Control plane should scale up in parallel, not serially #12007

joejulian · 2025-03-20T17:11:08Z

In issue #2016 @dlipovetsky correctly suggested the opposite be true:

We recently implemented control plane scale up. If the desired number of control plane machines exceeds the actual number, and at least one control plane machine exists, the controller will create multiple machines in parallel. (Once created, each machine runs kubeadm join --control-plane).

I think we should scale up control planes serially. Before creating an additional control plane machine, we should verify that every etcd member has started. We could also verify that the etcd cluster has quorum (if it does not have quorum, creating a new machine might be a waste of time and resources. On the other hand, if it does have quorum, it might lose it after we create the machine)

Today, etcd still recommends that the cluster be scaled up or down one member at a time. Moreover, there are known issues with running kubeadm join --control-plane in parallel.
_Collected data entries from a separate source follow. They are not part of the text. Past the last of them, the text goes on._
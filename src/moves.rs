//! Move definitions and successor generation.
//!
//! Every move shifts the values along one cyclic sequence of cells by a single
//! step. The sequences are the five rows, the five columns and the two
//! concentric rings, so the twelve move families reduce to one primitive.
//! Each of the 24 moves is compiled into a gather table at build time:
//! after a move, cell `i` holds the value previously at `table[i]`.

use std::fmt;
use std::str::FromStr;

use rand::Rng;
use thiserror::Error;

use crate::board::{cell_index, Board, BOARD_DIM, CELL_COUNT};

/// Number of distinct moves available from any board.
pub const MOVE_COUNT: usize = 24;

/// Moves contributed by the row (or column) family.
const LINE_MOVES: usize = 2 * BOARD_DIM;

/// Length of the longest cycle, the outer ring.
const MAX_CYCLE_LEN: usize = 4 * (BOARD_DIM - 1);

/// Labels in `Move::ALL` order.
const LABELS: [&str; MOVE_COUNT] = [
    "R1", "L1", "R2", "L2", "R3", "L3", "R4", "L4", "R5", "L5", //
    "U1", "D1", "U2", "D2", "U3", "D3", "U4", "D4", "U5", "D5", //
    "Oc", "Occ", "Ic", "Icc",
];

/// A single move. Row and column indices are zero-based and below 5.
#[derive(Debug, Clone, Copy, PartialEq, Eq, Hash)]
pub enum Move {
    /// Shift a row one cell right; the last value wraps to the front.
    RowRight(u8),
    /// Shift a row one cell left; the first value wraps to the back.
    RowLeft(u8),
    /// Shift a column one cell up; the top value wraps to the bottom.
    ColUp(u8),
    /// Shift a column one cell down; the bottom value wraps to the top.
    ColDown(u8),
    /// Rotate the 16 perimeter cells clockwise.
    OuterCw,
    /// Rotate the 16 perimeter cells counter-clockwise.
    OuterCcw,
    /// Rotate the 8 cells around the center clockwise.
    InnerCw,
    /// Rotate the 8 cells around the center counter-clockwise.
    InnerCcw,
}

/// Error returned when a label is not one of the 24 move labels.
#[derive(Debug, Clone, PartialEq, Eq, Error)]
#[error("unknown move label {0:?}")]
pub struct MoveParseError(pub String);

impl Move {
    /// Every move, in the order successors are generated.
    pub const ALL: [Move; MOVE_COUNT] = build_all();

    /// Position of this move in `Move::ALL`.
    ///
    /// # Panics
    ///
    /// Panics if a row or column index is 5 or more.
    #[inline]
    pub const fn index(self) -> usize {
        match self {
            Move::RowRight(row) | Move::RowLeft(row) => {
                assert!((row as usize) < BOARD_DIM, "row index out of range");
                2 * row as usize + matches!(self, Move::RowLeft(_)) as usize
            }
            Move::ColUp(col) | Move::ColDown(col) => {
                assert!((col as usize) < BOARD_DIM, "column index out of range");
                LINE_MOVES + 2 * col as usize + matches!(self, Move::ColDown(_)) as usize
            }
            Move::OuterCw => 2 * LINE_MOVES,
            Move::OuterCcw => 2 * LINE_MOVES + 1,
            Move::InnerCw => 2 * LINE_MOVES + 2,
            Move::InnerCcw => 2 * LINE_MOVES + 3,
        }
    }

    const fn from_index(index: usize) -> Move {
        let line = ((index % LINE_MOVES) / 2) as u8;
        let first_of_pair = index % 2 == 0;
        if index < LINE_MOVES {
            if first_of_pair {
                Move::RowRight(line)
            } else {
                Move::RowLeft(line)
            }
        } else if index < 2 * LINE_MOVES {
            if first_of_pair {
                Move::ColUp(line)
            } else {
                Move::ColDown(line)
            }
        } else {
            match index - 2 * LINE_MOVES {
                0 => Move::OuterCw,
                1 => Move::OuterCcw,
                2 => Move::InnerCw,
                _ => Move::InnerCcw,
            }
        }
    }

    /// The canonical label, e.g. `"R2"`, `"U5"` or `"Icc"`.
    #[inline]
    pub fn label(self) -> &'static str {
        LABELS[self.index()]
    }

    /// The move that undoes this one.
    pub const fn inverse(self) -> Move {
        match self {
            Move::RowRight(row) => Move::RowLeft(row),
            Move::RowLeft(row) => Move::RowRight(row),
            Move::ColUp(col) => Move::ColDown(col),
            Move::ColDown(col) => Move::ColUp(col),
            Move::OuterCw => Move::OuterCcw,
            Move::OuterCcw => Move::OuterCw,
            Move::InnerCw => Move::InnerCcw,
            Move::InnerCcw => Move::InnerCw,
        }
    }

    /// Gather table for this move.
    #[inline(always)]
    pub(crate) fn permutation(self) -> &'static [u8; CELL_COUNT] {
        &MOVE_TABLES[self.index()]
    }
}

impl fmt::Display for Move {
    fn fmt(&self, f: &mut fmt::Formatter<'_>) -> fmt::Result {
        f.write_str(self.label())
    }
}

impl FromStr for Move {
    type Err = MoveParseError;

    fn from_str(s: &str) -> Result<Self, Self::Err> {
        LABELS
            .iter()
            .position(|&label| label == s)
            .map(Move::from_index)
            .ok_or_else(|| MoveParseError(s.to_owned()))
    }
}

const fn build_all() -> [Move; MOVE_COUNT] {
    let mut all = [Move::OuterCw; MOVE_COUNT];
    let mut index = 0;
    while index < MOVE_COUNT {
        all[index] = Move::from_index(index);
        index += 1;
    }
    all
}

/// An ordered cyclic sequence of cell indices.
#[derive(Clone, Copy)]
struct Cycle {
    cells: [u8; MAX_CYCLE_LEN],
    len: usize,
}

impl Cycle {
    const EMPTY: Cycle = Cycle {
        cells: [0; MAX_CYCLE_LEN],
        len: 0,
    };

    const fn push(mut self, row: usize, col: usize) -> Cycle {
        self.cells[self.len] = cell_index(row, col) as u8;
        self.len += 1;
        self
    }
}

/// Cells of a row, left to right.
const fn row_cycle(row: usize) -> Cycle {
    let mut cycle = Cycle::EMPTY;
    let mut col = 0;
    while col < BOARD_DIM {
        cycle = cycle.push(row, col);
        col += 1;
    }
    cycle
}

/// Cells of a column, top to bottom.
const fn col_cycle(col: usize) -> Cycle {
    let mut cycle = Cycle::EMPTY;
    let mut row = 0;
    while row < BOARD_DIM {
        cycle = cycle.push(row, col);
        row += 1;
    }
    cycle
}

/// Boundary cells of the square sub-grid `radius` cells in from the edge,
/// clockwise from its top-left corner.
const fn ring_cycle(radius: usize) -> Cycle {
    let first = radius;
    let last = BOARD_DIM - 1 - radius;
    let mut cycle = Cycle::EMPTY;

    let mut col = first;
    while col <= last {
        cycle = cycle.push(first, col);
        col += 1;
    }
    let mut row = first + 1;
    while row <= last {
        cycle = cycle.push(row, last);
        row += 1;
    }
    let mut col = last;
    while col > first {
        col -= 1;
        cycle = cycle.push(last, col);
    }
    let mut row = last;
    while row > first + 1 {
        row -= 1;
        cycle = cycle.push(row, first);
    }
    cycle
}

/// Gather table shifting every value one step along `cycle`.
///
/// Forward moves the value at position `k` to position `k + 1`; backward
/// moves it to `k - 1`. Cells outside the cycle map to themselves.
const fn shift_table(cycle: Cycle, forward: bool) -> [u8; CELL_COUNT] {
    let mut table = [0u8; CELL_COUNT];
    let mut cell = 0;
    while cell < CELL_COUNT {
        table[cell] = cell as u8;
        cell += 1;
    }

    let mut k = 0;
    while k < cycle.len {
        let here = cycle.cells[k];
        let next = cycle.cells[(k + 1) % cycle.len];
        if forward {
            table[next as usize] = here;
        } else {
            table[here as usize] = next;
        }
        k += 1;
    }
    table
}

const fn move_table(mv: Move) -> [u8; CELL_COUNT] {
    match mv {
        Move::RowRight(row) => shift_table(row_cycle(row as usize), true),
        Move::RowLeft(row) => shift_table(row_cycle(row as usize), false),
        Move::ColUp(col) => shift_table(col_cycle(col as usize), false),
        Move::ColDown(col) => shift_table(col_cycle(col as usize), true),
        Move::OuterCw => shift_table(ring_cycle(0), true),
        Move::OuterCcw => shift_table(ring_cycle(0), false),
        Move::InnerCw => shift_table(ring_cycle(1), true),
        Move::InnerCcw => shift_table(ring_cycle(1), false),
    }
}

const fn build_move_tables() -> [[u8; CELL_COUNT]; MOVE_COUNT] {
    let mut tables = [[0u8; CELL_COUNT]; MOVE_COUNT];
    let mut index = 0;
    while index < MOVE_COUNT {
        tables[index] = move_table(Move::from_index(index));
        index += 1;
    }
    tables
}

static MOVE_TABLES: [[u8; CELL_COUNT]; MOVE_COUNT] = build_move_tables();

/// Every board reachable in one move, paired with the move that reaches it.
///
/// Order follows `Move::ALL`.
#[inline]
pub fn successors(board: Board) -> [(Board, Move); MOVE_COUNT] {
    Move::ALL.map(|mv| (board.apply(mv), mv))
}

/// Applies labelled moves in order.
pub fn apply_labels<S: AsRef<str>>(board: Board, labels: &[S]) -> Result<Board, MoveParseError> {
    labels
        .iter()
        .try_fold(board, |board, label| Ok(board.apply(label.as_ref().parse()?)))
}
In the future, we will likely be able to scale up in parallel by using etcd non-voting members (learners). Kubeadm is already exploring this idea.

/cc @detiber @randomvariable @chuckha

In this description, he states that we would likely be able to scale up in parallel by using etcd non-voting members. Kubeadm has completed adding support for that requirement and we should look at returning to parallel scale up using this feature.

The text was updated successfully, but these errors were encountered:

richardcase · 2025-03-20T17:21:42Z

/assign

ivelichkovich · 2025-03-20T17:24:43Z

I think we'll need to do the first CP with kubeadm init still then the rest could go in parallel

richardcase · 2025-03-20T17:28:40Z

I think we'll need to do the first CP with kubeadm init still then the rest could go in parallel

Yeah that make sense.

sbueringer · 2025-03-20T17:42:01Z

Please consider that KCP is build under the assumption that we only create/delete one Machine at a time.

If we want to implement this change, this assumption goes out the window.

(My assumption is this issue is about KCP. Is that correct? (as KCP is not mentioned at all))

richardcase · 2025-03-20T18:48:20Z

(My assumption is this issue is about KCP. Is that correct? (as KCP is not mentioned at all))

@sbueringer - yep this about KCP. I'll work on poc initially so that it will aid discussion.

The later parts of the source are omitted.